EXERCISE DETAILS: Each record should be written out exactly as given.
++++++++++
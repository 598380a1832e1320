//! Kaufman efficiency ratio
//!
//! ER = |net change over L bars| / sum of |bar-to-bar changes| over the same L bars
//!
//! - ER close to 1: directional, persistent movement
//! - ER close to 0: noise, price travels far to go nowhere

/// Decimal places kept in the per-length mean ratio.
pub const MEAN_RATIO_DECIMALS: i32 = 5;

/// Rolling efficiency ratio series.
///
/// # Arguments
/// * `closes` - Close prices in chronological order
/// * `length` - Lookback length in bars (must be positive)
///
/// # Returns
/// One entry per close. The first `length` positions are `None`, as is any
/// window whose bar-to-bar movement sums to zero (0/0).
pub fn rolling_efficiency_ratio(closes: &[f64], length: usize) -> Vec<Option<f64>> {
    let n = closes.len();
    let mut result = vec![None; n];
    if length == 0 || n <= length {
        return result;
    }

    let abs_changes: Vec<f64> = closes.windows(2).map(|w| (w[1] - w[0]).abs()).collect();

    for i in length..n {
        let direction = (closes[i] - closes[i - length]).abs();
        // abs_changes[j - 1] holds |c[j] - c[j - 1]|
        let volatility: f64 = abs_changes[i - length..i].iter().sum();
        if volatility > 0.0 {
            result[i] = Some((direction / volatility).clamp(0.0, 1.0));
        }
    }

    result
}

/// Arithmetic mean of the defined rolling ratios, rounded to
/// [`MEAN_RATIO_DECIMALS`] places.
///
/// # Returns
/// * `Some(f64)` - Mean ratio in [0, 1]
/// * `None` - The history is too short for `length`, or every window was flat
pub fn mean_efficiency_ratio(closes: &[f64], length: usize) -> Option<f64> {
    let (sum, count) = rolling_efficiency_ratio(closes, length)
        .into_iter()
        .flatten()
        .fold((0.0, 0usize), |(sum, count), er| (sum + er, count + 1));

    if count == 0 {
        return None;
    }

    Some(round_to(sum / count as f64, MEAN_RATIO_DECIMALS))
}

fn round_to(value: f64, decimals: i32) -> f64 {
    let factor = 10f64.powi(decimals);
    (value * factor).round() / factor
}

#[cfg(test)]
mod tests {
    use super::*;

    #[test]
    fn test_pure_trend_is_one() {
        let closes: Vec<f64> = (1..=20).map(|i| i as f64).collect();
        let er = rolling_efficiency_ratio(&closes, 5);
        assert!(er[..5].iter().all(Option::is_none));
        assert!(er[5..].iter().all(|v| *v == Some(1.0)));
        assert_eq!(mean_efficiency_ratio(&closes, 5), Some(1.0));
    }

    #[test]
    fn test_alternating_noise_is_low() {
        let closes: Vec<f64> = (0..40).map(|i| if i % 2 == 0 { 10.0 } else { 11.0 }).collect();
        // Even window: back where it started
        assert_eq!(mean_efficiency_ratio(&closes, 4), Some(0.0));
        // Odd window: one step net over five steps
        assert_eq!(mean_efficiency_ratio(&closes, 5), Some(0.2));
    }

    #[test]
    fn test_known_window_value() {
        // Net +2 over |+1| + |-1| + |+2| = 4
        let closes = [10.0, 11.0, 10.0, 12.0];
        let er = rolling_efficiency_ratio(&closes, 3);
        assert_eq!(er, vec![None, None, None, Some(0.5)]);
    }

    #[test]
    fn test_flat_window_is_undefined() {
        let closes = [5.0; 10];
        assert!(rolling_efficiency_ratio(&closes, 3).iter().all(Option::is_none));
        assert_eq!(mean_efficiency_ratio(&closes, 3), None);
    }

    #[test]
    fn test_history_shorter_than_length_is_undefined() {
        let closes = [1.0, 2.0, 3.0];
        assert_eq!(mean_efficiency_ratio(&closes, 3), None);
        assert_eq!(mean_efficiency_ratio(&closes, 2), Some(1.0));
    }

    #[test]
    fn test_mean_is_rounded_to_five_places() {
        let closes = [1.0, 2.0, 1.5, 2.25, 2.0, 3.125, 2.9];
        let mean = mean_efficiency_ratio(&closes, 2).unwrap();
        assert_eq!(mean, round_to(mean, 5));
        assert!((0.0..=1.0).contains(&mean));
    }
}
++++++++++
OUTPUT OF THE EXERCISE:
repository 598380a1832e1320
//! Kaufman efficiency ratio
//!
//! ER = |net change over L bars| / sum of |bar-to-bar changes| over the same L bars
//!
//! - ER close to 1: directional, persistent movement
//! - ER close to 0: noise, price travels far to go nowhere

/// Decimal places kept in the per-length mean ratio.
pub const MEAN_RATIO_DECIMALS: i32 = 5;

/// Rolling efficiency ratio series.
///
/// # Arguments
/// * `closes` - Close prices in chronological order
/// * `length` - Lookback length in bars (must be positive)
///
/// # Returns
/// One entry per close. The first `length` positions are `None`, as is any
/// window whose bar-to-bar movement sums to zero (0/0).
pub fn rolling_efficiency_ratio(closes: &[f64], length: usize) -> Vec<Option<f64>> {
    let n = closes.len();
    let mut result = vec![None; n];
    if length == 0 || n <= length {
        return result;
    }

    let abs_changes: Vec<f64> = closes.windows(2).map(|w| (w[1] - w[0]).abs()).collect();

    for i in length..n {
        let direction = (closes[i] - closes[i - length]).abs();
        // abs_changes[j - 1] holds |c[j] - c[j - 1]|
        let volatility: f64 = abs_changes[i - length..i].iter().sum();
        if volatility > 0.0 {
            result[i] = Some((direction / volatility).clamp(0.0, 1.0));
        }
    }

    result
}

/// Arithmetic mean of the defined rolling ratios, rounded to
/// [`MEAN_RATIO_DECIMALS`] places.
///
/// # Returns
/// * `Some(f64)` - Mean ratio in [0, 1]
/// * `None` - The history is too short for `length`, or every window was flat
pub fn mean_efficiency_ratio(closes: &[f64], length: usize) -> Option<f64> {
    let (sum, count) = rolling_efficiency_ratio(closes, length)
        .into_iter()
        .flatten()
        .fold((0.0, 0usize), |(sum, count), er| (sum + er, count + 1));

    if count == 0 {
        return None;
    }

    Some(round_to(sum / count as f64, MEAN_RATIO_DECIMALS))
}

fn round_to(value: f64, decimals: i32) -> f64 {
    let factor = 10f64.powi(decimals);
    (value * factor).round() / factor
}

#[cfg(test)]
mod tests {
    use super::*;

    #[test]
    fn test_pure_trend_is_one() {
        let closes: Vec<f64> = (1..=20).map(|i| i as f64).collect();
        let er = rolling_efficiency_ratio(&closes, 5);
        assert!(er[..5].iter().all(Option::is_none));
        assert!(er[5..].iter().all(|v| *v == Some(1.0)));
        assert_eq!(mean_efficiency_ratio(&closes, 5), Some(1.0));
    }

    #[test]
    fn test_alternating_noise_is_low() {
        let closes: Vec<f64> = (0..40).map(|i| if i % 2 == 0 { 10.0 } else { 11.0 }).collect();
        // Even window: back where it started
        assert_eq!(mean_efficiency_ratio(&closes, 4), Some(0.0));
        // Odd window: one step net over five steps
        assert_eq!(mean_efficiency_ratio(&closes, 5), Some(0.2));
    }

    #[test]
    fn test_known_window_value() {
        // Net +2 over |+1| + |-1| + |+2| = 4
        let closes = [10.0, 11.0, 10.0, 12.0];
        let er = rolling_efficiency_ratio(&closes, 3);
        assert_eq!(er, vec![None, None, None, Some(0.5)]);
    }

    #[test]
    fn test_flat_window_is_undefined() {
        let closes = [5.0; 10];
        assert!(rolling_efficiency_ratio(&closes, 3).iter().all(Option::is_none));
        assert_eq!(mean_efficiency_ratio(&closes, 3), None);
    }

    #[test]
    fn test_history_shorter_than_length_is_undefined() {
        let closes = [1.0, 2.0, 3.0];
        assert_eq!(mean_efficiency_ratio(&closes, 3), None);
        assert_eq!(mean_efficiency_ratio(&closes, 2), Some(1.0));
    }

    #[test]
    fn test_mean_is_rounded_to_five_places() {
        let closes = [1.0, 2.0, 1.5, 2.25, 2.0, 3.125, 2.9];
        let mean = mean_efficiency_ratio(&closes, 2).unwrap();
        assert_eq!(mean, round_to(mean, 5));
        assert!((0.0..=1.0).contains(&mean));
    }
}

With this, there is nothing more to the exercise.